- [Action item]
Records follow. Copy every line with "super".

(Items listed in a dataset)
————————
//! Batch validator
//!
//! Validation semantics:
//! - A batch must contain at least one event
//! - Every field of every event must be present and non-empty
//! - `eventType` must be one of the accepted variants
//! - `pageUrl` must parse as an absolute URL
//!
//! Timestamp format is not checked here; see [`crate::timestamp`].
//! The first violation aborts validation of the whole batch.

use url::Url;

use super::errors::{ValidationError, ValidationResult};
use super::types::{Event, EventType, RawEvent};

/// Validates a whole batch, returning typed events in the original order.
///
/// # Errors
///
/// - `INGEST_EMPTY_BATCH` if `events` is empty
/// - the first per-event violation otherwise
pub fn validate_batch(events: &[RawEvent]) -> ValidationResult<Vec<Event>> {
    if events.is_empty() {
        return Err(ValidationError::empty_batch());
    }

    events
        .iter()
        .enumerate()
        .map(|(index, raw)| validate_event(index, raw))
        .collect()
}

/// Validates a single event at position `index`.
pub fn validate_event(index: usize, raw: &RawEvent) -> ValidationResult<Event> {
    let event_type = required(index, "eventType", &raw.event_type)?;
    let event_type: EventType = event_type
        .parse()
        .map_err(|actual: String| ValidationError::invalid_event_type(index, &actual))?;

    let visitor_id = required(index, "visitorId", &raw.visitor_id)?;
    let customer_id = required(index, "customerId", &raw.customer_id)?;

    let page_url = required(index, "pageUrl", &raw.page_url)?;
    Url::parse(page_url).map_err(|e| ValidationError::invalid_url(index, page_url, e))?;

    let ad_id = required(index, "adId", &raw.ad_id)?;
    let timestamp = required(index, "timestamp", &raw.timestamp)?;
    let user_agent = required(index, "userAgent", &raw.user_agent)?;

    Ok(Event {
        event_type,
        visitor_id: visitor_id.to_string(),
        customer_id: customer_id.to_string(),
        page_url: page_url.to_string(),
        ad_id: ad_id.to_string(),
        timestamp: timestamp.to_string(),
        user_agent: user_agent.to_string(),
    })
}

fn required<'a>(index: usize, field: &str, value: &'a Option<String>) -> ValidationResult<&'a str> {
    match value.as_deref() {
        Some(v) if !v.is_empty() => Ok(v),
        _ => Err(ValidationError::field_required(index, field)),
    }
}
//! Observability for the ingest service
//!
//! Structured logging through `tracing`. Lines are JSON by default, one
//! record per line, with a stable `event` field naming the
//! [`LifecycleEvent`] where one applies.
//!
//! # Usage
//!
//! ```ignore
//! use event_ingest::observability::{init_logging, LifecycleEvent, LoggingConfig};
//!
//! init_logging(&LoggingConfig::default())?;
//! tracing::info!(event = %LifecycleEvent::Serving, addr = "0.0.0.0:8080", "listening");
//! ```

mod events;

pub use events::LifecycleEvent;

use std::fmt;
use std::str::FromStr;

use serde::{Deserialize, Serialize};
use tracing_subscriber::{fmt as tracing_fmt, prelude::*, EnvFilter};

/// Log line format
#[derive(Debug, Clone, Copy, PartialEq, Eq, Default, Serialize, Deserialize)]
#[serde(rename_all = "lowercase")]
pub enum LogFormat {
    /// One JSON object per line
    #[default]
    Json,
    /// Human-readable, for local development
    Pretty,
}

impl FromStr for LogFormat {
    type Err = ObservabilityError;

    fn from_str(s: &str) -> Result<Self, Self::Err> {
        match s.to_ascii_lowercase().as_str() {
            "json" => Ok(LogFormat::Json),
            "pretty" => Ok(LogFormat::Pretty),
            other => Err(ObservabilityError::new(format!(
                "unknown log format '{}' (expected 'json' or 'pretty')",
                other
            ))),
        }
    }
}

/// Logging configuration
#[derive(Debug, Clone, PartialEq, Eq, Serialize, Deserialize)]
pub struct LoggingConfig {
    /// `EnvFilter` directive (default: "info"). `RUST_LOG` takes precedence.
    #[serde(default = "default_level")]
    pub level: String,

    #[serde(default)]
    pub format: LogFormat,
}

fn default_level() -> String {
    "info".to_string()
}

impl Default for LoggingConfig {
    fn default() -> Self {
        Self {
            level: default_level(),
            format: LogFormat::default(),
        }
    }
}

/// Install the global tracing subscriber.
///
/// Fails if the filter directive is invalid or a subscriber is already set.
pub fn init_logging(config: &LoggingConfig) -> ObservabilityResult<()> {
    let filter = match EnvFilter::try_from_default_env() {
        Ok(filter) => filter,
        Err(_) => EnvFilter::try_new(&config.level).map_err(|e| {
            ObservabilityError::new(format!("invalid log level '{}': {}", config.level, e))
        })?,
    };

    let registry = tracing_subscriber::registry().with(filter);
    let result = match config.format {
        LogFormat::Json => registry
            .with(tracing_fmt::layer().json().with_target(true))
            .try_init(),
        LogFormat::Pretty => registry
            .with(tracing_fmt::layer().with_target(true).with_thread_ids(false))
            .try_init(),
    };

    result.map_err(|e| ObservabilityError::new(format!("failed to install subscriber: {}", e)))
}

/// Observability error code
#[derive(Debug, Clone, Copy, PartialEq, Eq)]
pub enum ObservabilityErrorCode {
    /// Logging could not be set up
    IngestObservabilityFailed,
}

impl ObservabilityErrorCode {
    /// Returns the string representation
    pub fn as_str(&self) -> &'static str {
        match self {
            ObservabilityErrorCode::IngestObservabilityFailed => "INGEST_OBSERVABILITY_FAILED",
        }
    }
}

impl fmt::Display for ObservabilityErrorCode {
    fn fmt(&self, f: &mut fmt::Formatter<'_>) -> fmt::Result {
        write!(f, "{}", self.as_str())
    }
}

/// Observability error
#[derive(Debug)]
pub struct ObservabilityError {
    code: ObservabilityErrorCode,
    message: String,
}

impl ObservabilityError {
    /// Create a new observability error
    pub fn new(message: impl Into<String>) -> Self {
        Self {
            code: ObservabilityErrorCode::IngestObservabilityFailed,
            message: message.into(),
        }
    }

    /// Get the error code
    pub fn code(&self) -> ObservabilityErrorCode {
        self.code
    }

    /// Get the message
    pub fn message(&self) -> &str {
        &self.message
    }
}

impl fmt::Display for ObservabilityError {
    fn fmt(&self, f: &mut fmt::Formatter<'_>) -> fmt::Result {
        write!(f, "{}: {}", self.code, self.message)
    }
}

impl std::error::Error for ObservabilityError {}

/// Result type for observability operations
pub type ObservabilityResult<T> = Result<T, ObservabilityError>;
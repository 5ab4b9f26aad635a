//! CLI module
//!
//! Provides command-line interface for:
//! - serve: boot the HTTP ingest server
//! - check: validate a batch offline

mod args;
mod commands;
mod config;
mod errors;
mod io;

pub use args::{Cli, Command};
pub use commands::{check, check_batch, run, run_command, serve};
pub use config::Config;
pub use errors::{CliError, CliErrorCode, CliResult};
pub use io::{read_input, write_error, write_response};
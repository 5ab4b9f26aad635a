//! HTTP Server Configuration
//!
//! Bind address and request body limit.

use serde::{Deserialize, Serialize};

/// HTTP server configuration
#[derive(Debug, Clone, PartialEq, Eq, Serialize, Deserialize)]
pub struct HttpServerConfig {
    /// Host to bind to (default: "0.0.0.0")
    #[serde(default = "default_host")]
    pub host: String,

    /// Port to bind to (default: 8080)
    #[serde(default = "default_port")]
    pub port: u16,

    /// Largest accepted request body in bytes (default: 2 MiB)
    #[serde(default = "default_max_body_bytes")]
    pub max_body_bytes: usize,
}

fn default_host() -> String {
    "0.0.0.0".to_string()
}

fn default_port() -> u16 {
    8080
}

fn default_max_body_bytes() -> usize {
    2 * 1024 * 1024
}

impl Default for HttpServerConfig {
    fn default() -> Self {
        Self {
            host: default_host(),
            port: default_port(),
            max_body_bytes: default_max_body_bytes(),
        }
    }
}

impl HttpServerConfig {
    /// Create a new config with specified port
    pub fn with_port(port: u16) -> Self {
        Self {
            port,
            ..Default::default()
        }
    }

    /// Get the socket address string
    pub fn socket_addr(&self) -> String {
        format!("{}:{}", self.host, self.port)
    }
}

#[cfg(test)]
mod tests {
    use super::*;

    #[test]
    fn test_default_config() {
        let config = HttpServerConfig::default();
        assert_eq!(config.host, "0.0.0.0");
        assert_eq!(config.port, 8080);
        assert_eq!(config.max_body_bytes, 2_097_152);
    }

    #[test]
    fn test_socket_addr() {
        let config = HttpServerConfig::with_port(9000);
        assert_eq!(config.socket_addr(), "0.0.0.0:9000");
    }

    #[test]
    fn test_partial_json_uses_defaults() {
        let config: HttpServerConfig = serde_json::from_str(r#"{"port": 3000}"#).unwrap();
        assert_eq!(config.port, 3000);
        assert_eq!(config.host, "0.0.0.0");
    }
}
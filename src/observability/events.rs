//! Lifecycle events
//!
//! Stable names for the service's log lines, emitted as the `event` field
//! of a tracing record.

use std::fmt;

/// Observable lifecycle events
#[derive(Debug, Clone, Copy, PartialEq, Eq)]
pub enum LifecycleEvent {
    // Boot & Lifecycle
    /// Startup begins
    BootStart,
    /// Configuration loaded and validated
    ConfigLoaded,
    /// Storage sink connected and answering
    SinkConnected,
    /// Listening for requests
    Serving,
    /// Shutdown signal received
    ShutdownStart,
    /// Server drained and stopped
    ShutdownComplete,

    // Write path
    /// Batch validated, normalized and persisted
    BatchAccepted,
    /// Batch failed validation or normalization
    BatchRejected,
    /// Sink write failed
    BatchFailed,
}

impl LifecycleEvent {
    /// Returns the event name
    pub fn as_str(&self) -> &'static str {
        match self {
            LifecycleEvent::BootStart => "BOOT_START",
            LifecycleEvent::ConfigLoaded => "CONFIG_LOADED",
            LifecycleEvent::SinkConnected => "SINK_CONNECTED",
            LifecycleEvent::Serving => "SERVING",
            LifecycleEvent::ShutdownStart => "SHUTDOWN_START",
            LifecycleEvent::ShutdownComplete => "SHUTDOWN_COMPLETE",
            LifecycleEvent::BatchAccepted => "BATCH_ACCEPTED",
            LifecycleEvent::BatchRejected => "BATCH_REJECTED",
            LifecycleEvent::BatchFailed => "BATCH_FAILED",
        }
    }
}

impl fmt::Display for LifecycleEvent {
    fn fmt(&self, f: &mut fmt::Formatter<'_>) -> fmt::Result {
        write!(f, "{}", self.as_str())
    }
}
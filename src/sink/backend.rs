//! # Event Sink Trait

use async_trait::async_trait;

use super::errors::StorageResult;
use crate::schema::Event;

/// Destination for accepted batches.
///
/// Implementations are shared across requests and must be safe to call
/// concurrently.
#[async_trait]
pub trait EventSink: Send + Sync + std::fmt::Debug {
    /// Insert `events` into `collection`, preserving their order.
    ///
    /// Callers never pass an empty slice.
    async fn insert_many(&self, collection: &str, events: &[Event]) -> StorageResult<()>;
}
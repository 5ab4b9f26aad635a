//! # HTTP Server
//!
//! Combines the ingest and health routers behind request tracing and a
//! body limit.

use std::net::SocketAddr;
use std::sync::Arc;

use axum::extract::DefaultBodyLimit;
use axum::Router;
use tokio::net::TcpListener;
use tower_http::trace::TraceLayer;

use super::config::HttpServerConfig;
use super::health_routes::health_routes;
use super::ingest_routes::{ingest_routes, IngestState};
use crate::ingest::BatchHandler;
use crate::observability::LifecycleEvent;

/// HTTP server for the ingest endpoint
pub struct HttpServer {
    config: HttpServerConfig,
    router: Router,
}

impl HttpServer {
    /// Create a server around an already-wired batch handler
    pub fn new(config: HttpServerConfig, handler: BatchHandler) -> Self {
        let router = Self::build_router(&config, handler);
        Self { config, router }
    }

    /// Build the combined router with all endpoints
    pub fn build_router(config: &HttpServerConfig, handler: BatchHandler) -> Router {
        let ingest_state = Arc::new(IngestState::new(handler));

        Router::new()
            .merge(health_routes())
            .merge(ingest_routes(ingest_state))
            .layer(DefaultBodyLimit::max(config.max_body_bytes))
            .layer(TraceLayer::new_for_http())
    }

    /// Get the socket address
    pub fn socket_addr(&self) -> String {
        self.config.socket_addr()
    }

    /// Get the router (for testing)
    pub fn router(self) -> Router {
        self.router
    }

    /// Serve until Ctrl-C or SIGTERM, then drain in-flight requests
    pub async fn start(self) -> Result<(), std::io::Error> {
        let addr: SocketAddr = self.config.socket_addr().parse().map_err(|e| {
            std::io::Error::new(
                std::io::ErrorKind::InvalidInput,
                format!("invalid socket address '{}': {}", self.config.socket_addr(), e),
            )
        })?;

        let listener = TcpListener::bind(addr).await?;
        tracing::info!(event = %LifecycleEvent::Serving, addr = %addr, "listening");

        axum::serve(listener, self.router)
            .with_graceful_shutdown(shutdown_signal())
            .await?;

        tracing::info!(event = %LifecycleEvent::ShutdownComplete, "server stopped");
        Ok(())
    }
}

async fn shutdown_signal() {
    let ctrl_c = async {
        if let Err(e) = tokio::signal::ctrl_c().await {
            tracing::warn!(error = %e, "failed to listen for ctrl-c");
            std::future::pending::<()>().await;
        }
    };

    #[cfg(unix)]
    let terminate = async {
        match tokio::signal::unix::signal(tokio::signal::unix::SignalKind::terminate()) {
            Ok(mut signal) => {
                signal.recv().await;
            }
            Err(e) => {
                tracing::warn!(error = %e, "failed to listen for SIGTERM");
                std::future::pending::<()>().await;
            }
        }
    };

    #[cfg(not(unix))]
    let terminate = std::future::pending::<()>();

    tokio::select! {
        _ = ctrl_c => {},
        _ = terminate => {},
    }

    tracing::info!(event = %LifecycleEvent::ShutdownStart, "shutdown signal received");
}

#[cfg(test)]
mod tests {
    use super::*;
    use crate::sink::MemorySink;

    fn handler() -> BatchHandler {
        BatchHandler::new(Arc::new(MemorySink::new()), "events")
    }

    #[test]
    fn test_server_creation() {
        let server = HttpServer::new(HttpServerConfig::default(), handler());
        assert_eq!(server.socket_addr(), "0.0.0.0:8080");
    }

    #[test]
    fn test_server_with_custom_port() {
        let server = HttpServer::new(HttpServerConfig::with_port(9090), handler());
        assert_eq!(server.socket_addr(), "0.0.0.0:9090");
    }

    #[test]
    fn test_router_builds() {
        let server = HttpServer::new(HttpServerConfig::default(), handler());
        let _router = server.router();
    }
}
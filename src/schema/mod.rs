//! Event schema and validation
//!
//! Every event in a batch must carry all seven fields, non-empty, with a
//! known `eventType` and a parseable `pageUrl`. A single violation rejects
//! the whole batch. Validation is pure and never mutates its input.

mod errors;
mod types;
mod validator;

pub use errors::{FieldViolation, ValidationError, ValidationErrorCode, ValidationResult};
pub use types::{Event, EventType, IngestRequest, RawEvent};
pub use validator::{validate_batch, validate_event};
————————
- [Answer box]
use super::errors::{ValidationError, ValidationResult};
use super::types::{Event, EventType, RawEvent};
    use super::*;
use super::errors::StorageResult;
use super::config::HttpServerConfig;
use super::health_routes::health_routes;
use super::ingest_routes::{ingest_routes, IngestState};
    use super::*;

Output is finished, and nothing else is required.